■ **EXERCISE DIRECTIONS**: Please copy each line of the listing that includes the string "push".

■ **SUPPLIED RECORDS**:

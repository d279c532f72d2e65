//! Retention sweep for finished jobs.
//!
//! Succeeded and Deleted jobs are purged once they are older than their
//! retention window. Failed jobs are kept until someone looks at them.

use hopper_core::{Clock, JobState, Result};
use hopper_db::JobStore;
use std::sync::Arc;
use std::time::Duration;
use tokio::sync::watch;
use tracing::{error, info};

use crate::time::{pause, to_chrono};

#[derive(Debug, Clone)]
pub struct RetentionOptions {
    pub succeeded: Duration,
    pub deleted: Duration,
    pub interval: Duration,
    pub batch_size: u32,
}

impl Default for RetentionOptions {
    fn default() -> Self {
        Self {
            succeeded: Duration::from_secs(24 * 3600),
            deleted: Duration::from_secs(24 * 3600),
            interval: Duration::from_secs(300),
            batch_size: 1000,
        }
    }
}

pub struct RetentionSweeper {
    store: Arc<dyn JobStore>,
    clock: Arc<dyn Clock>,
    options: RetentionOptions,
}

impl RetentionSweeper {
    pub fn new(store: Arc<dyn JobStore>, clock: Arc<dyn Clock>, options: RetentionOptions) -> Self {
        Self {
            store,
            clock,
            options,
        }
    }

    /// Purge expired jobs. Returns how many were removed.
    pub async fn sweep(&self) -> Result<u64> {
        let batch = self.options.batch_size.max(1);
        let now = self.clock.now();
        let mut purged = 0;

        for (state, keep) in [
            (JobState::Succeeded, self.options.succeeded),
            (JobState::Deleted, self.options.deleted),
        ] {
            let cutoff = now - to_chrono(keep);
            loop {
                let n = self.store.purge_finished(state, cutoff, batch).await?;
                purged += n;
                if n < u64::from(batch) {
                    break;
                }
            }
        }
        Ok(purged)
    }

    pub async fn run(&self, mut shutdown: watch::Receiver<bool>) {
        info!(interval = ?self.options.interval, "Starting retention sweeper");
        loop {
            match self.sweep().await {
                Ok(0) => {}
                Ok(purged) => info!(purged, "Purged finished jobs"),
                Err(e) => error!(error = %e, "Retention sweep failed"),
            }
            if pause(self.options.interval, &mut shutdown).await {
                break;
            }
        }
        info!("Retention sweeper stopped");
    }
}

#[cfg(test)]
mod tests {
    use super::*;
    use chrono::Utc;
    use hopper_core::{Job, ManualClock, NewJob, Payload};
    use hopper_db::MemoryJobStore;

    fn finished(state: JobState, age_hours: i64) -> Job {
        let now = Utc::now();
        let mut job = Job::enqueued(NewJob::new(Payload::bare("x")), 0, now);
        job.state = state;
        job.finished_at = Some(now - chrono::Duration::hours(age_hours));
        job
    }

    #[tokio::test]
    async fn test_sweep_purges_only_expired_success_and_deleted() {
        let store = Arc::new(MemoryJobStore::new());
        let clock = Arc::new(ManualClock::new(Utc::now()));
        let keep = [
            finished(JobState::Succeeded, 1),
            finished(JobState::Failed, 100),
            finished(JobState::Deleted, 1),
        ];
        let drop = [
            finished(JobState::Succeeded, 30),
            finished(JobState::Succeeded, 48),
            finished(JobState::Deleted, 30),
        ];
        for job in keep.iter().chain(drop.iter()) {
            store.create(job).await.unwrap();
        }

        let sweeper = RetentionSweeper::new(
            store.clone(),
            clock,
            RetentionOptions {
                batch_size: 1,
                ..Default::default()
            },
        );
        assert_eq!(sweeper.sweep().await.unwrap(), 3);
        for job in &keep {
            assert!(store.get(job.id).await.is_ok());
        }
        for job in &drop {
            assert!(store.get(job.id).await.is_err());
        }
        assert_eq!(sweeper.sweep().await.unwrap(), 0);
    }
}
//! Database error types.

use hopper_core::{Error, JobId, JobState};
use thiserror::Error;

#[derive(Debug, Error)]
pub enum DbError {
    #[error("not found: {0}")]
    NotFound(String),

    #[error("duplicate job id: {0}")]
    DuplicateJob(JobId),

    #[error("illegal transition {from} -> {to}")]
    InvalidTransition { from: JobState, to: JobState },

    #[error("corrupt row: {0}")]
    Corrupt(String),

    #[error("database error: {0}")]
    Database(#[from] sqlx::Error),

    #[error("migration error: {0}")]
    Migration(#[from] sqlx::migrate::MigrateError),
}

pub type DbResult<T> = std::result::Result<T, DbError>;

impl From<DbError> for Error {
    fn from(err: DbError) -> Self {
        match err {
            DbError::NotFound(what) => Error::NotFound(what),
            DbError::DuplicateJob(id) => Error::DuplicateId(id),
            DbError::InvalidTransition { .. } | DbError::Corrupt(_) => {
                Error::InvalidInput(err.to_string())
            }
            DbError::Database(_) | DbError::Migration(_) => {
                Error::StoreUnavailable(err.to_string())
            }
        }
    }
}
//! Sleeping and duration helpers shared by the polling loops.

use std::time::Duration;
use tokio::sync::watch;

/// Upper bound for any configured delay once it is added to a timestamp.
const MAX_OFFSET_DAYS: i64 = 365 * 100;

pub(crate) fn to_chrono(duration: Duration) -> chrono::Duration {
    chrono::Duration::from_std(duration)
        .unwrap_or_else(|_| chrono::Duration::days(MAX_OFFSET_DAYS))
        .min(chrono::Duration::days(MAX_OFFSET_DAYS))
}

/// Sleep for `delay` unless shutdown is requested first.
///
/// Returns `true` when the caller should stop. A dropped sender counts as a
/// shutdown request.
pub(crate) async fn pause(delay: Duration, shutdown: &mut watch::Receiver<bool>) -> bool {
    if *shutdown.borrow() {
        return true;
    }
    tokio::select! {
        _ = tokio::time::sleep(delay) => false,
        _ = shutdown.wait_for(|stop| *stop) => true,
    }
}

#[cfg(test)]
mod tests {
    use super::*;

    #[test]
    fn test_to_chrono_caps_huge_values() {
        assert_eq!(to_chrono(Duration::from_secs(90)), chrono::Duration::seconds(90));
        assert_eq!(
            to_chrono(Duration::MAX),
            chrono::Duration::days(MAX_OFFSET_DAYS)
        );
    }

    #[tokio::test(start_paused = true)]
    async fn test_pause_interrupted_by_shutdown() {
        let (tx, mut rx) = watch::channel(false);
        let waiter = tokio::spawn(async move { pause(Duration::from_secs(3600), &mut rx).await });
        tx.send(true).unwrap();
        assert!(waiter.await.unwrap());
    }

    #[tokio::test(start_paused = true)]
    async fn test_pause_runs_to_completion() {
        let (_tx, mut rx) = watch::channel(false);
        assert!(!pause(Duration::from_millis(10), &mut rx).await);
    }

    #[tokio::test]
    async fn test_dropped_sender_stops() {
        let (tx, mut rx) = watch::channel(false);
        drop(tx);
        assert!(pause(Duration::from_secs(3600), &mut rx).await);
    }
}
//! Job commands.

use anyhow::Result;
use hopper_core::{Job, JobQuery, JobState, NewJob, Page};
use std::time::Duration;

use super::{Context, parse_id, payload};

pub async fn enqueue(
    ctx: &Context,
    handler: &str,
    args: &str,
    queue: &str,
    max_retries: Option<u32>,
) -> Result<()> {
    let mut new = NewJob::new(payload(handler, args)?).on_queue(queue);
    new.max_retries = max_retries;
    let id = ctx.producer().await?.enqueue_job(new).await?;
    println!("{}", id);
    Ok(())
}

pub async fn schedule(
    ctx: &Context,
    handler: &str,
    args: &str,
    queue: &str,
    delay_secs: u64,
) -> Result<()> {
    let id = ctx
        .producer()
        .await?
        .schedule(queue, payload(handler, args)?, Duration::from_secs(delay_secs))
        .await?;
    println!("{}", id);
    Ok(())
}

pub async fn continue_with(
    ctx: &Context,
    parent: &str,
    handler: &str,
    args: &str,
    queue: &str,
) -> Result<()> {
    let parent = parse_id(parent)?;
    let new = NewJob::new(payload(handler, args)?).on_queue(queue);
    let id = ctx.producer().await?.continue_with_job(parent, new).await?;
    println!("{}", id);
    Ok(())
}

pub async fn cancel(ctx: &Context, id: &str) -> Result<()> {
    let id = parse_id(id)?;
    ctx.producer().await?.cancel(id).await?;
    println!("Cancelled {}", id);
    Ok(())
}

pub async fn list(
    ctx: &Context,
    state: Option<String>,
    queue: Option<String>,
    after: Option<String>,
    before: Option<String>,
    limit: u32,
) -> Result<()> {
    let mut query = JobQuery::new().limit(limit);
    if let Some(state) = state {
        query = query.in_state(state.parse::<JobState>()?);
    }
    if let Some(queue) = queue {
        query = query.on_queue(queue);
    }
    if let Some(after) = after {
        query = query.after(parse_id(&after)?);
    }
    if let Some(before) = before {
        query = query.before(parse_id(&before)?);
    }

    let page = ctx.monitor().await?.query(&query).await?;
    if page.items.is_empty() {
        println!("No jobs found");
        return Ok(());
    }

    println!(
        "{:<36}  {:<10}  {:<12}  {:<20}  {:>5}  CREATED",
        "ID", "STATE", "QUEUE", "HANDLER", "TRIES"
    );
    for job in &page.items {
        println!("{}", row(job));
    }
    let hints = paging_hints(&page);
    if !hints.is_empty() {
        println!();
    }
    for hint in hints {
        println!("{}", hint);
    }
    Ok(())
}

/// Pages run oldest first, so `--after` moves towards newer jobs.
fn paging_hints(page: &Page<Job>) -> Vec<String> {
    let mut hints = Vec::new();
    if let Some(cursor) = page.next_cursor {
        hints.push(format!("Newer: --after {}", cursor));
    }
    if let Some(cursor) = page.prev_cursor {
        hints.push(format!("Older: --before {}", cursor));
    }
    hints
}

pub async fn show(ctx: &Context, id: &str) -> Result<()> {
    let job = ctx.monitor().await?.job(parse_id(id)?).await?;
    println!("{}", serde_json::to_string_pretty(&job)?);
    Ok(())
}

pub async fn stats(ctx: &Context) -> Result<()> {
    let monitor = ctx.monitor().await?;
    let counts = monitor.counts().await?;
    if counts.is_empty() {
        println!("No jobs");
        return Ok(());
    }

    println!("{:<20}  {:<10}  {:>8}", "QUEUE", "STATE", "COUNT");
    for count in &counts {
        println!("{:<20}  {:<10}  {:>8}", count.queue, count.state, count.count);
    }
    println!();
    for (state, total) in monitor.state_totals().await? {
        println!("{:<10}  {:>8}", state, total);
    }
    Ok(())
}

fn row(job: &Job) -> String {
    format!(
        "{:<36}  {:<10}  {:<12}  {:<20}  {:>5}  {}",
        job.id,
        job.state,
        job.queue,
        job.payload.handler,
        job.attempts,
        job.created_at.format("%Y-%m-%d %H:%M:%S")
    )
}
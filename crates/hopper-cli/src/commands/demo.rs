//! Enqueue the sample jobs handled by the built-in handlers.

use anyhow::Result;
use hopper_core::cron::Cron;
use hopper_core::{DEFAULT_QUEUE, Payload};
use std::time::Duration;

use super::Context;
use crate::DemoKind;
use crate::handlers::{CONTINUATION, DELAYED, FIRE_AND_FORGET, RECURRING};

/// Name the sample recurring job is registered under.
const RECURRING_NAME: &str = "sample-recurring";

const DELAY: Duration = Duration::from_secs(60);

pub async fn run(ctx: &Context, kind: DemoKind) -> Result<()> {
    let producer = ctx.producer().await?;

    match kind {
        DemoKind::FireAndForget => {
            let id = producer
                .enqueue(DEFAULT_QUEUE, Payload::bare(FIRE_AND_FORGET))
                .await?;
            println!("Enqueued fire-and-forget job {}", id);
        }
        DemoKind::Delayed => {
            let id = producer
                .schedule(DEFAULT_QUEUE, Payload::bare(DELAYED), DELAY)
                .await?;
            println!("Scheduled delayed job {} in {:?}", id, DELAY);
        }
        DemoKind::Recurring => {
            producer
                .add_or_update_recurring(RECURRING_NAME, &Cron::minutely(), Payload::bare(RECURRING))
                .await?;
            println!("Registered recurring job '{}' (every minute)", RECURRING_NAME);
        }
        DemoKind::Continuation => {
            let parent = producer
                .enqueue(DEFAULT_QUEUE, Payload::bare(FIRE_AND_FORGET))
                .await?;
            let child = producer
                .continue_with(parent, Payload::bare(CONTINUATION))
                .await?;
            println!("Enqueued job {} with continuation {}", parent, child);
        }
    }
    Ok(())
}
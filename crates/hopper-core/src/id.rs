//! Job identifiers.

use derive_more::Display;
use serde::{Deserialize, Serialize};
use uuid::Uuid;

/// A unique identifier for a job.
/// Uses UUIDv7 so ids sort by creation time, which keeps the FIFO
/// tie-break on `id` close to insertion order.
#[derive(
    Debug, Clone, Copy, PartialEq, Eq, PartialOrd, Ord, Hash, Serialize, Deserialize, Display,
)]
#[display("{_0}")]
pub struct JobId(Uuid);

impl JobId {
    /// Create a new unique JobId using UUIDv7.
    pub fn new() -> Self {
        Self(Uuid::now_v7())
    }

    /// Create a JobId from an existing UUID.
    pub fn from_uuid(uuid: Uuid) -> Self {
        Self(uuid)
    }

    /// Get the underlying UUID.
    pub fn as_uuid(&self) -> &Uuid {
        &self.0
    }
}

impl Default for JobId {
    fn default() -> Self {
        Self::new()
    }
}

impl From<Uuid> for JobId {
    fn from(uuid: Uuid) -> Self {
        Self(uuid)
    }
}

impl From<JobId> for Uuid {
    fn from(id: JobId) -> Self {
        id.0
    }
}

impl std::str::FromStr for JobId {
    type Err = uuid::Error;

    fn from_str(s: &str) -> std::result::Result<Self, Self::Err> {
        Ok(Self(Uuid::parse_str(s)?))
    }
}
//! CLI command implementations.

pub mod demo;
pub mod jobs;
pub mod recurring;
pub mod serve;

use anyhow::{Context as _, Result};
use hopper_config::{StoreBackend, SystemConfig, VariableContext, load_system_config};
use hopper_core::{JobId, Payload, SystemClock};
use hopper_db::{JobStore, MemoryJobStore, PgJobStore, create_pool, run_migrations};
use hopper_scheduler::{Monitor, Producer};
use std::path::Path;
use std::sync::Arc;
use tracing::{info, warn};

const DEFAULT_CONFIG: &str = "hopper.kdl";

/// Global options shared by every command.
pub struct Context {
    config_path: Option<String>,
    database_url: Option<String>,
}

impl Context {
    pub fn new(config_path: Option<String>, database_url: Option<String>) -> Self {
        Self {
            config_path,
            database_url,
        }
    }

    /// Load and validate the configuration, applying command-line overrides.
    pub fn config(&self) -> Result<SystemConfig> {
        let mut config = match &self.config_path {
            Some(path) => load_system_config(path)
                .with_context(|| format!("Failed to load config file: {}", path))?,
            None if Path::new(DEFAULT_CONFIG).exists() => load_system_config(DEFAULT_CONFIG)
                .with_context(|| format!("Failed to load config file: {}", DEFAULT_CONFIG))?,
            None => SystemConfig::default(),
        };

        if let Some(url) = &self.database_url {
            config.database.url = Some(url.clone());
        }

        config
            .validate(&VariableContext::from_process_env())
            .context("Invalid configuration")?;
        Ok(config)
    }

    pub async fn store(&self, config: &SystemConfig) -> Result<Arc<dyn JobStore>> {
        match config.database.backend {
            StoreBackend::Postgres => {
                let url = config
                    .database
                    .url
                    .as_deref()
                    .context("No database URL configured")?;
                info!("Connecting to database...");
                let pool = create_pool(url, config.database.max_connections)
                    .await
                    .context("Failed to connect to database")?;
                run_migrations(&pool)
                    .await
                    .context("Failed to run migrations")?;
                info!("Database connected");
                Ok(Arc::new(PgJobStore::new(pool)))
            }
            StoreBackend::Memory => {
                warn!("Using the in-memory store; jobs are lost when this process exits");
                Ok(Arc::new(MemoryJobStore::new()))
            }
        }
    }

    /// Producer for one-shot commands. Needs a store that outlives the process.
    pub async fn producer(&self) -> Result<Producer> {
        let config = self.config()?;
        require_durable(&config)?;
        let store = self.store(&config).await?;
        Ok(Producer::new(store, Arc::new(SystemClock), config.retry))
    }

    pub async fn monitor(&self) -> Result<Monitor> {
        let config = self.config()?;
        require_durable(&config)?;
        Ok(Monitor::new(self.store(&config).await?))
    }
}

/// Only `serve` can use the in-memory store: anything a one-shot command
/// writes there is gone when it exits.
fn require_durable(config: &SystemConfig) -> Result<()> {
    if config.database.backend == StoreBackend::Memory {
        anyhow::bail!(
            "The in-memory store only lives inside `hopper serve`; configure a postgres database for this command"
        );
    }
    Ok(())
}

pub fn parse_id(id: &str) -> Result<JobId> {
    id.parse()
        .with_context(|| format!("Invalid job ID: {}", id))
}

pub fn payload(handler: &str, args: &str) -> Result<Payload> {
    let args = serde_json::from_str(args)
        .with_context(|| format!("Handler arguments are not valid JSON: {}", args))?;
    Ok(Payload::new(handler, args))
}

pub fn validate(ctx: &Context) -> Result<()> {
    match ctx.config() {
        Ok(config) => {
            println!("Configuration is valid");
            println!("{}", serde_json::to_string_pretty(&config)?);
            Ok(())
        }
        Err(e) => {
            println!("Configuration error: {:#}", e);
            std::process::exit(1);
        }
    }
}
//! Cron evaluation.
//!
//! Accepts the classic 5-field form (`minute hour day month weekday`) as well
//! as the 6/7-field form with seconds (and year) understood by the `cron`
//! crate. A 5-field expression fires at second 0.
//!
//! Weekdays are best written by name (`MON-FRI`); numeric weekdays follow the
//! `cron` crate numbering (1 = Sunday).

use chrono::{DateTime, Utc, Weekday};
use cron::Schedule;
use std::str::FromStr;

use crate::{Error, Result};

/// A parsed cron expression.
#[derive(Debug, Clone)]
pub struct CronSchedule {
    expression: String,
    schedule: Schedule,
}

impl CronSchedule {
    pub fn parse(expression: &str) -> Result<Self> {
        let trimmed = expression.trim();
        let normalized = match trimmed.split_whitespace().count() {
            5 => format!("0 {}", trimmed),
            6 | 7 => trimmed.to_string(),
            n => {
                return Err(Error::InvalidCron {
                    expression: expression.to_string(),
                    message: format!("expected 5, 6 or 7 fields, found {}", n),
                });
            }
        };

        let schedule = Schedule::from_str(&normalized).map_err(|e| Error::InvalidCron {
            expression: expression.to_string(),
            message: e.to_string(),
        })?;

        Ok(Self {
            expression: trimmed.to_string(),
            schedule,
        })
    }

    pub fn expression(&self) -> &str {
        &self.expression
    }

    /// First fire time strictly after `now`.
    pub fn next_after(&self, now: DateTime<Utc>) -> Option<DateTime<Utc>> {
        self.schedule.after(&now).next()
    }
}

/// Next fire time of `expression` strictly after `now`.
///
/// Pure: depends only on its arguments, so catching up after downtime never
/// yields a time in the past.
pub fn next_fire_at(expression: &str, now: DateTime<Utc>) -> Result<DateTime<Utc>> {
    CronSchedule::parse(expression)?
        .next_after(now)
        .ok_or_else(|| Error::InvalidCron {
            expression: expression.to_string(),
            message: "schedule has no upcoming fire time".to_string(),
        })
}

/// Builders for common expressions.
pub struct Cron;

impl Cron {
    pub fn minutely() -> String {
        "* * * * *".to_string()
    }

    pub fn minute_interval(minutes: u32) -> String {
        format!("*/{} * * * *", minutes)
    }

    pub fn hourly() -> String {
        "0 * * * *".to_string()
    }

    pub fn daily(hour: u32, minute: u32) -> String {
        format!("{} {} * * *", minute, hour)
    }

    pub fn weekly(day: Weekday, hour: u32, minute: u32) -> String {
        format!("{} {} * * {}", minute, hour, weekday_name(day))
    }

    pub fn monthly(day: u32, hour: u32, minute: u32) -> String {
        format!("{} {} {} * *", minute, hour, day)
    }
}

fn weekday_name(day: Weekday) -> &'static str {
    match day {
        Weekday::Mon => "MON",
        Weekday::Tue => "TUE",
        Weekday::Wed => "WED",
        Weekday::Thu => "THU",
        Weekday::Fri => "FRI",
        Weekday::Sat => "SAT",
        Weekday::Sun => "SUN",
    }
}
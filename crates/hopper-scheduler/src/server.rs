//! Background server: a worker pool plus the periodic loops, in one process.

use futures::future::join_all;
use hopper_core::{Clock, HandlerRegistry, SystemClock};
use hopper_db::JobStore;
use std::sync::Arc;
use std::sync::atomic::{AtomicBool, Ordering};
use std::time::Duration;
use tokio::sync::watch;
use tokio::task::JoinHandle;
use tracing::{error, info};

use crate::continuation::ContinuationGraph;
use crate::producer::Producer;
use crate::reaper::LeaseReaper;
use crate::retention::{RetentionOptions, RetentionSweeper};
use crate::scheduler::{Scheduler, SchedulerOptions};
use crate::worker::{Worker, WorkerOptions, WorkerStats};

#[derive(Debug, Clone)]
pub struct ServerOptions {
    /// Prefix for worker ids.
    pub name: String,
    /// Number of workers, i.e. jobs run at the same time.
    pub concurrency: usize,
    pub scheduler: SchedulerOptions,
    pub worker: WorkerOptions,
    pub reaper_interval: Duration,
    pub continuation_interval: Duration,
    pub retention: RetentionOptions,
}

impl Default for ServerOptions {
    fn default() -> Self {
        Self {
            name: "hopper".to_string(),
            concurrency: 4,
            scheduler: SchedulerOptions::default(),
            worker: WorkerOptions::default(),
            reaper_interval: Duration::from_secs(5),
            continuation_interval: Duration::from_secs(5),
            retention: RetentionOptions::default(),
        }
    }
}

pub struct BackgroundServer {
    store: Arc<dyn JobStore>,
    clock: Arc<dyn Clock>,
    registry: Arc<HandlerRegistry>,
    options: ServerOptions,
}

impl BackgroundServer {
    pub fn new(store: Arc<dyn JobStore>, registry: HandlerRegistry, options: ServerOptions) -> Self {
        Self {
            store,
            clock: Arc::new(SystemClock),
            registry: Arc::new(registry),
            options,
        }
    }

    pub fn with_clock(mut self, clock: Arc<dyn Clock>) -> Self {
        self.clock = clock;
        self
    }

    /// A producer over the same store, clock and retry policy.
    pub fn producer(&self) -> Producer {
        Producer::new(
            self.store.clone(),
            self.clock.clone(),
            self.options.worker.retry.clone(),
        )
    }

    pub fn start(self) -> ServerHandle {
        let (shutdown_tx, shutdown_rx) = watch::channel(false);
        let stopping = Arc::new(AtomicBool::new(false));
        let stats = WorkerStats::default();
        let mut tasks = Vec::new();

        info!(
            name = %self.options.name,
            concurrency = self.options.concurrency,
            queues = ?self.options.worker.queues,
            handlers = ?self.registry.names(),
            "Starting background server"
        );

        let pid = std::process::id();
        for n in 0..self.options.concurrency.max(1) {
            let worker = Worker::new(
                format!("{}:{pid}:{n}", self.options.name),
                self.store.clone(),
                self.clock.clone(),
                self.registry.clone(),
                self.options.worker.clone(),
            )
            .with_shutdown_flag(stopping.clone())
            .with_stats(stats.clone());
            let rx = shutdown_rx.clone();
            tasks.push(tokio::spawn(async move { worker.run(rx).await }));
        }

        let scheduler = Scheduler::new(
            self.store.clone(),
            self.clock.clone(),
            self.options.scheduler.clone(),
        );
        let rx = shutdown_rx.clone();
        tasks.push(tokio::spawn(async move { scheduler.run(rx).await }));

        let continuations = ContinuationGraph::new(
            self.store.clone(),
            self.clock.clone(),
            self.options.worker.retry.max_retries,
        );

        let reaper = LeaseReaper::new(
            self.store.clone(),
            self.clock.clone(),
            continuations.clone(),
        );
        let interval = self.options.reaper_interval;
        let rx = shutdown_rx.clone();
        tasks.push(tokio::spawn(async move { reaper.run(interval, rx).await }));

        let interval = self.options.continuation_interval;
        let rx = shutdown_rx.clone();
        tasks.push(tokio::spawn(async move { continuations.run(interval, rx).await }));

        let retention = RetentionSweeper::new(
            self.store.clone(),
            self.clock.clone(),
            self.options.retention.clone(),
        );
        tasks.push(tokio::spawn(async move { retention.run(shutdown_rx).await }));

        ServerHandle {
            shutdown: shutdown_tx,
            stopping,
            stats,
            tasks,
        }
    }
}

/// Handle to a running server.
pub struct ServerHandle {
    shutdown: watch::Sender<bool>,
    stopping: Arc<AtomicBool>,
    stats: WorkerStats,
    tasks: Vec<JoinHandle<()>>,
}

impl ServerHandle {
    pub fn stats(&self) -> &WorkerStats {
        &self.stats
    }

    /// Stop leasing and wait for in-flight jobs to finish.
    pub async fn shutdown(self) {
        info!("Shutting down background server");
        self.stopping.store(true, Ordering::Relaxed);
        let _ = self.shutdown.send(true);

        for result in join_all(self.tasks).await {
            if let Err(e) = result {
                error!(error = %e, "Background task ended abnormally");
            }
        }
        info!(
            processed = self.stats.processed(),
            succeeded = self.stats.succeeded(),
            failed = self.stats.failed(),
            "Background server stopped"
        );
    }
}
//! Retry policy with capped exponential backoff.

use serde::{Deserialize, Serialize};
use std::time::Duration;

/// How failed jobs are retried.
#[derive(Debug, Clone, PartialEq, Eq, Serialize, Deserialize)]
pub struct RetryPolicy {
    /// Retries allowed after the first attempt (0 = fail on first error)
    pub max_retries: u32,
    /// Delay before the first retry
    pub base_backoff: Duration,
    /// Upper bound for any single delay
    pub max_backoff: Duration,
}

impl Default for RetryPolicy {
    fn default() -> Self {
        Self {
            max_retries: 10,
            base_backoff: Duration::from_secs(15),
            max_backoff: Duration::from_secs(3600),
        }
    }
}

impl RetryPolicy {
    pub fn no_retry() -> Self {
        Self {
            max_retries: 0,
            ..Default::default()
        }
    }

    pub fn with_retries(max_retries: u32) -> Self {
        Self {
            max_retries,
            ..Default::default()
        }
    }

    /// `min(base * 2^retry_count, max_backoff)`, where `retry_count` is the
    /// number of retries already consumed.
    pub fn backoff_for(&self, retry_count: u32) -> Duration {
        2u32.checked_pow(retry_count)
            .and_then(|factor| self.base_backoff.checked_mul(factor))
            .map_or(self.max_backoff, |delay| delay.min(self.max_backoff))
    }
}
//! Core domain types and traits for the hopper background job scheduler.
//!
//! This crate contains:
//! - Job identifiers, the Job record and its state machine
//! - Recurring definitions and cron evaluation
//! - Retry policy and backoff
//! - The clock abstraction used everywhere `now` is needed
//! - The job handler trait and registry
//! - Query and pagination types for introspection

pub mod clock;
pub mod cron;
pub mod error;
pub mod handler;
pub mod id;
pub mod job;
pub mod query;
pub mod recurring;
pub mod retry;

pub use clock::{Clock, ManualClock, SystemClock};
pub use error::{Error, Result};
pub use handler::{HandlerRegistry, JobContext, JobError, JobHandler, JobResult};
pub use id::JobId;
pub use job::{DEFAULT_QUEUE, Job, JobState, NewJob, Payload};
pub use query::{JobQuery, Page, StateCount};
pub use recurring::{OverlapPolicy, RecurringDefinition, RecurringOptions};
pub use retry::RetryPolicy;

■ **ANSWER SPACE**:
        hints.push(format!("Newer: --after {}", cursor));
        hints.push(format!("Older: --before {}", cursor));
            tasks.push(tokio::spawn(async move { worker.run(rx).await }));
        tasks.push(tokio::spawn(async move { scheduler.run(rx).await }));
        tasks.push(tokio::spawn(async move { reaper.run(interval, rx).await }));
        tasks.push(tokio::spawn(async move { continuations.run(interval, rx).await }));
        tasks.push(tokio::spawn(async move { retention.run(shutdown_rx).await }));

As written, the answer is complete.